In tempi social, dove si ‘scrolla’ e non si legge, dove tutto è approssimativo, dove le chiacchiere da bar si sono trasformate in commenti pubblici pressapochisti e aggressivi, in cui la critica costruttiva è stata maltrattata e svuotata, tutto finisce in un calderone dove cultura e sottocultura si mescolano pericolosamente. Esempio lampante di questo “milk shake” è il tema dell’Unione Europea. Il Piano della tedesca Ursula Von Der Leyen prevede il riarmo dei singoli stati UE per una cifra da 800 miliardi di euro, facendo scatenare una serie di interventi pro e contro. “Tante città una piazza per l’Europa”, l’iniziativa guidata dal giornalista Michele Serra a Roma, è stata un successo. Il problema è che a scendere in Piazza del Popolo c’erano tutti, chi è contro il riarmo e chi è a favore di un esercito unito.

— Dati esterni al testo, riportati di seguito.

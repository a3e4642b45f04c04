// Copyright (c) 2025 Kirky.X
//
// Licensed under the MIT License
// See LICENSE file in the project root for full license information.

/// 工具模块
///
/// 提供通用的工具函数和辅助功能
/// 包括错误类型、日志初始化和域名校验
pub mod errors;
pub mod telemetry;
pub mod validators;
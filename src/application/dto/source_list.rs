// Copyright (c) 2025 Kirky.X
//
// Licensed under the MIT License
// See LICENSE file in the project root for full license information.

use crate::domain::models::source::SourceSpec;
use crate::infrastructure::storage::is_safe_file_name;
use crate::utils::errors::ConfigError;
use serde::Deserialize;
use url::Url;
use validator::Validate;

/// 源列表文件
#[derive(Debug, Deserialize)]
pub struct SourceListDto {
    #[serde(default)]
    pub adlists: Vec<SourceEntryDto>,
}

/// 源列表中的一条记录
#[derive(Debug, Deserialize, Validate)]
pub struct SourceEntryDto {
    #[validate(url(message = "url must be an absolute URL"))]
    pub url: String,
    #[validate(length(min = 1, message = "at least one group is required"))]
    #[serde(default)]
    pub groups: Vec<String>,
}

impl SourceEntryDto {
    pub fn into_spec(self, index: usize) -> Result<SourceSpec, ConfigError> {
        self.validate().map_err(|e| ConfigError::InvalidEntry {
            index,
            reason: e.to_string(),
        })?;

        let url = Url::parse(self.url.trim()).map_err(|e| ConfigError::InvalidEntry {
            index,
            reason: format!("url {:?}: {}", self.url, e),
        })?;

        let mut groups = Vec::with_capacity(self.groups.len());
        for group in self.groups {
            let group = group.trim().to_string();
            if !is_safe_file_name(&group) {
                return Err(ConfigError::InvalidEntry {
                    index,
                    reason: format!("group name {:?} cannot be used as a file name", group),
                });
            }
            groups.push(group);
        }

        Ok(SourceSpec::new(url, groups))
    }
}
// Copyright (c) 2025 Kirky.X
//
// Licensed under the MIT License
// See LICENSE file in the project root for full license information.

use crate::utils::validators;

/// 以这些字符开头的行是注释、过滤语法或其他非域名内容
const ILLEGAL_START_CHARACTERS: &[char] = &[
    '#', '!', '$', '&', '>', '<', ']', '[', '|', '@', '/', '.', ':', '-', ',', '?', '_', '%',
];

/// 部分列表在正文中夹带的署名横幅
const ILLEGAL_START_PHRASES: &[&str] = &[
    "coded by",
    "Malvertising list by Disconnect",
    "Blocklist of hostnames",
];

/// 文本替换规则
#[derive(Debug, Clone, Copy)]
pub enum Rewrite {
    /// 替换所有出现的片段
    Replace(&'static str, &'static str),
    /// 从第一次出现处截断
    TruncateAt(char),
}

impl Rewrite {
    fn apply(&self, line: String) -> String {
        match *self {
            Rewrite::Replace(from, to) => {
                if line.contains(from) {
                    line.replace(from, to)
                } else {
                    line
                }
            }
            Rewrite::TruncateAt(marker) => match line.find(marker) {
                Some(pos) => line[..pos].to_string(),
                None => line,
            },
        }
    }
}

/// 按顺序应用的替换表
///
/// hosts 文件格式的回环、广播和组播前缀被去掉，行内注释被截断
pub const REWRITES: &[Rewrite] = &[
    Rewrite::Replace("\t", " "),
    Rewrite::Replace("0.0.0.0 ", ""),
    Rewrite::Replace("127.0.0.1 ", ""),
    Rewrite::Replace("255.255.255.255 ", ""),
    Rewrite::Replace("::1 ", ""),
    Rewrite::Replace("fe80::1%lo0 ", ""),
    Rewrite::Replace("ff00::0 ", ""),
    Rewrite::Replace("ff02::1 ", ""),
    Rewrite::Replace("ff02::2 ", ""),
    Rewrite::Replace("ff02::3 ", ""),
    Rewrite::Replace(":: ", ""),
    Rewrite::TruncateAt('#'),
];

/// 单行归一化后得到的候选项
#[derive(Debug, Clone, PartialEq, Eq)]
pub enum Candidate {
    /// 合法域名（已转为小写）
    Domain(String),
    /// 未通过校验的原始片段
    Rejected(String),
}

impl Candidate {
    pub fn into_domain(self) -> Option<String> {
        match self {
            Candidate::Domain(domain) => Some(domain),
            Candidate::Rejected(_) => None,
        }
    }
}

/// 去掉首尾空白、控制字符和字节序标记
fn trim(line: &str) -> &str {
    line.trim_matches(|c: char| c <= ' ' || c.is_whitespace() || c == '\u{feff}')
}

/// 判断一行是否在替换之前就应被整体丢弃
fn is_rejected_line(line: &str) -> bool {
    match line.chars().next() {
        None => true,
        Some(first) if ILLEGAL_START_CHARACTERS.contains(&first) => true,
        Some(_) => ILLEGAL_START_PHRASES
            .iter()
            .any(|phrase| line.starts_with(phrase)),
    }
}

/// 将一行原始文本拆分为候选片段
///
/// 返回值尚未经过域名校验
fn split_pieces(raw: &str) -> Vec<String> {
    let line = trim(raw);
    if is_rejected_line(line) {
        return Vec::new();
    }

    let rewritten = REWRITES
        .iter()
        .fold(line.to_string(), |acc, rewrite| rewrite.apply(acc));

    // e.g. "medicalxpress.com,techxplore.com" or "ublock.org www.ublock.org demo.ublock.org"
    trim(&rewritten)
        .split(',')
        .flat_map(|piece| piece.split(' '))
        .filter(|piece| !piece.is_empty())
        .map(str::to_string)
        .collect()
}

/// 归一化一行原始文本
///
/// 返回一次性消费的候选项序列；每个片段在被迭代到时才进行校验
pub fn normalize_line(raw: &str) -> impl Iterator<Item = Candidate> {
    split_pieces(raw)
        .into_iter()
        .map(|piece| match validators::canonical_host(&piece) {
            Some(host) => Candidate::Domain(host),
            None => Candidate::Rejected(piece),
        })
}

/// 只返回通过校验的域名
pub fn domains(raw: &str) -> impl Iterator<Item = String> {
    normalize_line(raw).filter_map(Candidate::into_domain)
}
// Copyright (c) 2025 Kirky.X
//
// Licensed under the MIT License
// See LICENSE file in the project root for full license information.

use async_trait::async_trait;
use blocklist_aggregator::config::settings::OutputSettings;
use blocklist_aggregator::domain::models::source::SourceSpec;
use blocklist_aggregator::domain::repositories::change_committer::ChangeCommitter;
use blocklist_aggregator::domain::services::aggregator::Aggregator;
use blocklist_aggregator::domain::services::source_fetcher::SourceFetcher;
use blocklist_aggregator::engines::reqwest_engine::{ReqwestEngine, DEFAULT_USER_AGENT};
use blocklist_aggregator::utils::errors::CommitError;
use std::collections::BTreeSet;
use std::path::Path;
use std::sync::{Arc, Mutex};
use url::Url;
use wiremock::matchers::{method, path};
use wiremock::{Mock, MockServer, ResponseTemplate};

/// 记录调用的提交器
#[derive(Default)]
pub struct RecordingCommitter {
    pub changes: Vec<String>,
    pub messages: Mutex<Vec<String>>,
}

impl RecordingCommitter {
    pub fn with_changes(changes: &[&str]) -> Self {
        Self {
            changes: changes.iter().map(|c| c.to_string()).collect(),
            messages: Mutex::new(Vec::new()),
        }
    }

    pub fn messages(&self) -> Vec<String> {
        self.messages.lock().unwrap().clone()
    }
}

#[async_trait]
impl ChangeCommitter for RecordingCommitter {
    async fn pending_changes(&self) -> Result<Vec<String>, CommitError> {
        Ok(self.changes.clone())
    }

    async fn commit_all(&self, message: &str) -> Result<(), CommitError> {
        self.messages.lock().unwrap().push(message.to_string());
        Ok(())
    }
}

/// 总是失败的提交器
pub struct FailingCommitter;

#[async_trait]
impl ChangeCommitter for FailingCommitter {
    async fn pending_changes(&self) -> Result<Vec<String>, CommitError> {
        Ok(vec![" M base.txt".to_string()])
    }

    async fn commit_all(&self, _message: &str) -> Result<(), CommitError> {
        Err(CommitError::Failed {
            command: "push".to_string(),
            stderr: "fatal: unable to access remote".to_string(),
        })
    }
}

pub async fn serve_list(server: &MockServer, route: &str, body: &str) -> Url {
    Mock::given(method("GET"))
        .and(path(route))
        .respond_with(ResponseTemplate::new(200).set_body_string(body))
        .mount(server)
        .await;
    Url::parse(&format!("{}{}", server.uri(), route)).unwrap()
}

pub async fn serve_error(server: &MockServer, route: &str, status: u16) -> Url {
    Mock::given(method("GET"))
        .and(path(route))
        .respond_with(ResponseTemplate::new(status))
        .mount(server)
        .await;
    Url::parse(&format!("{}{}", server.uri(), route)).unwrap()
}

pub fn spec(url: &Url, groups: &[&str]) -> SourceSpec {
    SourceSpec::new(url.clone(), groups.iter().map(|g| g.to_string()).collect())
}

pub fn http_aggregator() -> Aggregator {
    let engine = ReqwestEngine::new(DEFAULT_USER_AGENT).unwrap();
    Aggregator::new(SourceFetcher::new(Arc::new(engine)))
}

pub fn output_settings(dir: &Path) -> OutputSettings {
    OutputSettings {
        directory: dir.to_string_lossy().to_string(),
        extension: "txt".to_string(),
    }
}

pub fn read_lines(path: &Path) -> BTreeSet<String> {
    std::fs::read_to_string(path)
        .unwrap()
        .lines()
        .map(str::to_string)
        .collect()
}
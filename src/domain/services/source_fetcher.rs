// Copyright (c) 2025 Kirky.X
//
// Licensed under the MIT License
// See LICENSE file in the project root for full license information.

use crate::domain::models::source::{SourceResult, SourceSpec};
use crate::domain::services::line_normalizer::{normalize_line, Candidate};
use crate::engines::traits::ListEngine;
use crate::utils::errors::FetchError;
use crate::utils::telemetry::DIAGNOSTICS_TARGET;
use std::sync::Arc;
use std::time::Instant;
use tracing::{debug, warn};

/// 源抓取服务
///
/// 打开一个源，逐行归一化并收集为域名集合。失败时不返回部分结果
#[derive(Clone)]
pub struct SourceFetcher {
    engine: Arc<dyn ListEngine>,
}

impl SourceFetcher {
    pub fn new(engine: Arc<dyn ListEngine>) -> Self {
        Self { engine }
    }

    /// 抓取单个源
    ///
    /// # 参数
    ///
    /// * `spec` - 源定义
    ///
    /// # 返回值
    ///
    /// * `Ok(SourceResult)` - 该源的全部合法域名及被拒绝的候选项
    /// * `Err(FetchError)` - 请求或读取失败
    pub async fn fetch(&self, spec: SourceSpec) -> Result<SourceResult, FetchError> {
        let start = Instant::now();
        let mut reader = self.engine.open(&spec.url).await?;
        let mut result = SourceResult::new(spec);
        let mut lines = 0usize;

        while let Some(line) = reader.next_line().await? {
            lines += 1;
            for candidate in normalize_line(&line) {
                match candidate {
                    Candidate::Domain(domain) => {
                        result.domains.insert(domain);
                    }
                    Candidate::Rejected(piece) => {
                        warn!(target: DIAGNOSTICS_TARGET, "{} : {}", result.spec.url, piece);
                        result.rejected.push(piece);
                    }
                }
            }
        }

        debug!(
            url = %result.spec.url,
            lines,
            domains = result.domains.len(),
            rejected = result.rejected.len(),
            elapsed_ms = start.elapsed().as_millis() as u64,
            "Source fetched"
        );

        Ok(result)
    }
}
// Copyright (c) 2025 Kirky.X
//
// Licensed under the MIT License
// See LICENSE file in the project root for full license information.

/// 配置模块
///
/// 处理应用程序的配置设置以及源列表文件的加载
pub mod settings;
pub mod sources;
// Copyright (c) 2025 Kirky.X
//
// Licensed under the MIT License
// See LICENSE file in the project root for full license information.

/// 应用程序模块
///
/// 包含外部输入的数据传输对象和用例实现，
/// 用例只依赖领域层的特质，具体实现由调用方注入
pub mod dto;
pub mod use_cases;
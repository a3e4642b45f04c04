// Copyright (c) 2025 Kirky.X
//
// Licensed under the MIT License
// See LICENSE file in the project root for full license information.

use crate::domain::models::source::{Aggregation, GroupResult, SourceResult, SourceSpec};
use crate::domain::services::source_fetcher::SourceFetcher;
use crate::utils::errors::FetchError;
use std::collections::{BTreeMap, HashSet};
use tokio::task::JoinSet;
use tracing::{error, info};

/// 列表聚合器
///
/// 每个源一个并发任务；所有任务完成后再统一按分组合并
pub struct Aggregator {
    fetcher: SourceFetcher,
}

impl Aggregator {
    pub fn new(fetcher: SourceFetcher) -> Self {
        Self { fetcher }
    }

    /// 并发抓取所有源并按分组合并
    ///
    /// 任意一个源失败时立即返回错误，其余仍在运行的任务随 `JoinSet` 一起被取消，
    /// 不会产生任何部分分组结果
    ///
    /// # 参数
    ///
    /// * `specs` - 源定义列表
    ///
    /// # 返回值
    ///
    /// * `Ok(Aggregation)` - 分组结果
    /// * `Err(FetchError)` - 第一个失败的源的错误
    pub async fn aggregate(&self, specs: Vec<SourceSpec>) -> Result<Aggregation, FetchError> {
        let total = specs.len();
        info!("Fetching {} sources", total);

        let mut tasks = JoinSet::new();
        for spec in specs {
            let fetcher = self.fetcher.clone();
            tasks.spawn(async move { fetcher.fetch(spec).await });
        }

        let mut results = Vec::with_capacity(total);
        while let Some(joined) = tasks.join_next().await {
            let result = match joined {
                Ok(Ok(result)) => result,
                Ok(Err(e)) => {
                    error!("Source fetch failed, aborting run: {}", e);
                    return Err(e);
                }
                Err(e) => return Err(FetchError::TaskFailed(e.to_string())),
            };
            info!(
                "Fetched {} ({}/{}): {} domains",
                result.spec.url,
                results.len() + 1,
                total,
                result.domains.len()
            );
            results.push(result);
        }

        Ok(regroup(results))
    }
}

/// 将各源结果按分组合并
///
/// 先建立 分组 -> 源结果 的反向索引，再把每个分组的集合展平为一个去重集合。
/// 同一源重复声明同一分组只计一次
pub fn regroup(results: Vec<SourceResult>) -> Aggregation {
    let source_count = results.len();

    let mut index: BTreeMap<&str, Vec<&SourceResult>> = BTreeMap::new();
    for result in &results {
        for group in result.spec.distinct_groups() {
            index.entry(group).or_default().push(result);
        }
    }

    let mut groups = BTreeMap::new();
    for (name, contributors) in index {
        let mut group = GroupResult::new(name);
        for result in contributors {
            group.domains.extend(result.domains.iter().cloned());
            group.sources.push(result.spec.url.to_string());
        }
        group.sources.sort();
        groups.insert(name.to_string(), group);
    }

    let mut rejected = BTreeMap::new();
    for result in results {
        if !result.rejected.is_empty() {
            rejected.insert(result.spec.url.to_string(), result.rejected);
        }
    }

    Aggregation {
        groups,
        rejected,
        source_count,
    }
}

/// 所有分组中不重复域名的总数
pub fn distinct_domain_count(aggregation: &Aggregation) -> usize {
    aggregation
        .groups
        .values()
        .flat_map(|group| group.domains.iter())
        .collect::<HashSet<_>>()
        .len()
}

#[cfg(test)]
#[path = "aggregator_test.rs"]
mod tests;
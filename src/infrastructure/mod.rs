// Copyright (c) 2025 Kirky.X
//
// Licensed under the MIT License
// See LICENSE file in the project root for full license information.

/// 基础设施模块
///
/// 提供领域层仓库接口的具体实现
pub mod git;
pub mod storage;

Una confusione raccolta da Marco Travaglio che ha evidenziato come fino a 30-25 anni fa, le idee diverse su un tema come l’Europa nella stessa piazza avrebbe portato a disordini: “Quando manifestavamo contro le guerre, non c’erano i favorevoli e i contrari come adesso, sapevamo su cosa protestare”. Un caos che trapela dai giornali e dal web creando smarrimento su un tema attuale. E probabilmente è quello che i nostri governanti vogliono. Sappiamo quanto siano bravi a creare specchietti per le allodole. Questo stato di cose porta ad interpretazioni piuttosto supponenti e farraginose delle esternazioni fatte da artisti e intellettuali, gli unici rimasti a difendere ideali, diritti, Costituzione, grammatica italiana.
Ed ecco che un Roberto Vecchioni viene definito un esaltato suprematista per aver dichiarato di credere nell’Europa e nell’umanità, in una società sana da consegnare ai giovani; o un Roberto Benigni che su Rai Uno parla di un’Europa che “rifugge le armi e la guerra, che sa di bene e di speranza” in un italiano così chiaro che lo comprende persino un bambino, essere additato di fare propaganda europeista. Certo, di contro potremmo dire che sull’UE si dicono tante belle parole di pace e uguaglianza ma poco si parla del riarmo per far ripartire l’economia dei grandi colossi di armi, affini e tecnologie. Al momento, tra pacifisti e ‘guerrafondai’, preferisco le parole sessantottine pronunciate da Fausto Bertinotti contro la premier Giorgia Meloni che in Parlamento ha attaccato il manifesto di Ventotene che nel ’41 parlava di un’Europa federalista (su cui nutro dubbi): “Di fronte all’aggressione di un atto formativo le avrei lanciato un oggetto contundente, anche un libro che forse le servirebbe”.